▶ [TASK INPUTS]
==========
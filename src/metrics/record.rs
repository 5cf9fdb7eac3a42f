use crate::error::Error;
use serde::{Deserialize, Serialize};
use serde_json::Value;
use std::collections::BTreeMap;
use std::fmt;
use std::str::FromStr;

/// The six RSSAC002 metric categories. Closed at compile time so the
/// normalizer dispatch is an exhaustive match.
#[derive(Debug, Clone, Copy, PartialEq, Eq, Hash)]
pub enum MetricType {
    LoadTime,
    TrafficVolume,
    RcodeVolume,
    TrafficSizes,
    UniqueSources,
    ZoneSize,
}

impl MetricType {
    /// Every metric, in the order RSSAC002 lists them.
    pub const ALL: [MetricType; 6] = [
        MetricType::LoadTime,
        MetricType::TrafficVolume,
        MetricType::RcodeVolume,
        MetricType::TrafficSizes,
        MetricType::UniqueSources,
        MetricType::ZoneSize,
    ];

    /// The kebab-case name used in report file names and API paths.
    #[must_use]
    pub fn as_str(self) -> &'static str {
        match self {
            MetricType::LoadTime => "load-time",
            MetricType::TrafficVolume => "traffic-volume",
            MetricType::RcodeVolume => "rcode-volume",
            MetricType::TrafficSizes => "traffic-sizes",
            MetricType::UniqueSources => "unique-sources",
            MetricType::ZoneSize => "zone-size",
        }
    }
}

impl fmt::Display for MetricType {
    fn fmt(&self, f: &mut fmt::Formatter<'_>) -> fmt::Result {
        f.write_str(self.as_str())
    }
}

impl FromStr for MetricType {
    type Err = Error;

    fn from_str(s: &str) -> Result<Self, Self::Err> {
        match s {
            "load-time" => Ok(MetricType::LoadTime),
            "traffic-volume" => Ok(MetricType::TrafficVolume),
            "rcode-volume" => Ok(MetricType::RcodeVolume),
            "traffic-sizes" => Ok(MetricType::TrafficSizes),
            "unique-sources" => Ok(MetricType::UniqueSources),
            "zone-size" => Ok(MetricType::ZoneSize),
            _ => Err(Error::UnknownMetric(s.to_string())),
        }
    }
}

/// One normalized report: a tagged sum over the six metric shapes.
///
/// The `metric` tag makes cached records self-describing, which matters for
/// the two shapes whose fields are all optional and would otherwise be
/// indistinguishable when every field is null.
#[derive(Debug, Clone, PartialEq, Serialize, Deserialize)]
#[serde(tag = "metric", rename_all = "kebab-case")]
pub enum MetricRecord {
    LoadTime(LoadTimeRecord),
    TrafficVolume(TrafficVolumeRecord),
    RcodeVolume(RcodeVolumeRecord),
    TrafficSizes(TrafficSizesRecord),
    UniqueSources(UniqueSourcesRecord),
    ZoneSize(ZoneSizeRecord),
}

/// Per-instance zone load times, copied verbatim from the report's `time`
/// section.
#[derive(Debug, Clone, Default, PartialEq, Serialize, Deserialize)]
pub struct LoadTimeRecord {
    pub time: BTreeMap<String, Value>,
}

/// Daily query and response counts, each independently absent when the
/// operator did not report it (or reported it empty).
#[derive(Debug, Clone, Default, PartialEq, Serialize, Deserialize)]
pub struct TrafficVolumeRecord {
    #[serde(rename = "dns-udp-queries-received-ipv4")]
    pub dns_udp_queries_received_ipv4: Option<Value>,
    #[serde(rename = "dns-udp-queries-received-ipv6")]
    pub dns_udp_queries_received_ipv6: Option<Value>,
    #[serde(rename = "dns-tcp-queries-received-ipv4")]
    pub dns_tcp_queries_received_ipv4: Option<Value>,
    #[serde(rename = "dns-tcp-queries-received-ipv6")]
    pub dns_tcp_queries_received_ipv6: Option<Value>,
    #[serde(rename = "dns-udp-responses-sent-ipv4")]
    pub dns_udp_responses_sent_ipv4: Option<Value>,
    #[serde(rename = "dns-udp-responses-sent-ipv6")]
    pub dns_udp_responses_sent_ipv6: Option<Value>,
    #[serde(rename = "dns-tcp-responses-sent-ipv4")]
    pub dns_tcp_responses_sent_ipv4: Option<Value>,
    #[serde(rename = "dns-tcp-responses-sent-ipv6")]
    pub dns_tcp_responses_sent_ipv6: Option<Value>,
}

/// Response counts by RCODE: only the numerically-keyed entries of the
/// report survive.
#[derive(Debug, Clone, Default, PartialEq, Serialize, Deserialize)]
pub struct RcodeVolumeRecord {
    #[serde(rename = "rcode-volume")]
    pub rcode_volume: BTreeMap<String, Value>,
}

/// Message size histograms. Exactly one category is populated per record;
/// the others are emitted empty.
#[derive(Debug, Clone, Default, PartialEq, Serialize, Deserialize)]
pub struct TrafficSizesRecord {
    #[serde(rename = "udp-request-sizes")]
    pub udp_request_sizes: BTreeMap<String, Value>,
    #[serde(rename = "udp-response-sizes")]
    pub udp_response_sizes: BTreeMap<String, Value>,
    #[serde(rename = "tcp-request-sizes")]
    pub tcp_request_sizes: BTreeMap<String, Value>,
    #[serde(rename = "tcp-response-sizes")]
    pub tcp_response_sizes: BTreeMap<String, Value>,
}

/// Unique source counts, each independently absent.
#[derive(Debug, Clone, Default, PartialEq, Serialize, Deserialize)]
pub struct UniqueSourcesRecord {
    #[serde(rename = "num-sources-ipv4")]
    pub num_sources_ipv4: Option<Value>,
    #[serde(rename = "num-sources-ipv6")]
    pub num_sources_ipv6: Option<Value>,
    #[serde(rename = "num-sources-ipv6-aggregate")]
    pub num_sources_ipv6_aggregate: Option<Value>,
}

/// Zone sizes, copied verbatim from the report's `size` section.
#[derive(Debug, Clone, Default, PartialEq, Serialize, Deserialize)]
pub struct ZoneSizeRecord {
    pub size: BTreeMap<String, Value>,
}

#[cfg(test)]
mod tests {
    use super::*;

    #[test]
    fn metric_names_round_trip() {
        for metric in MetricType::ALL {
            assert_eq!(metric.as_str().parse::<MetricType>().unwrap(), metric);
        }
    }

    #[test]
    fn unknown_metric_is_rejected() {
        assert!("load_time".parse::<MetricType>().is_err());
        assert!("".parse::<MetricType>().is_err());
    }

    #[test]
    fn all_null_shapes_stay_distinguishable_through_json() {
        let sources = MetricRecord::UniqueSources(UniqueSourcesRecord::default());
        let volume = MetricRecord::TrafficVolume(TrafficVolumeRecord::default());
        for record in [sources, volume] {
            let encoded = serde_json::to_string(&record).unwrap();
            let decoded: MetricRecord = serde_json::from_str(&encoded).unwrap();
            assert_eq!(decoded, record);
        }
    }

    #[test]
    fn absent_fields_serialize_as_explicit_nulls() {
        let record = MetricRecord::UniqueSources(UniqueSourcesRecord {
            num_sources_ipv4: Some(Value::from(12)),
            ..UniqueSourcesRecord::default()
        });
        let encoded = serde_json::to_value(&record).unwrap();
        assert_eq!(encoded["num-sources-ipv4"], Value::from(12));
        assert!(encoded["num-sources-ipv6"].is_null());
        assert!(encoded["num-sources-ipv6-aggregate"].is_null());
    }
}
==========
▶ [WORK REQUIRED]
I'd like an exact copy of the lines above, from the very first one through the line that contains "an exhaustive match.", with nothing else added.

▶ [ANSWER BOX]
filename src/metrics/record.rs
repository 5cf9fdb7eac3a42f
use crate::error::Error;
use serde::{Deserialize, Serialize};
use serde_json::Value;
use std::collections::BTreeMap;
use std::fmt;
use std::str::FromStr;

/// The six RSSAC002 metric categories. Closed at compile time so the
/// normalizer dispatch is an exhaustive match.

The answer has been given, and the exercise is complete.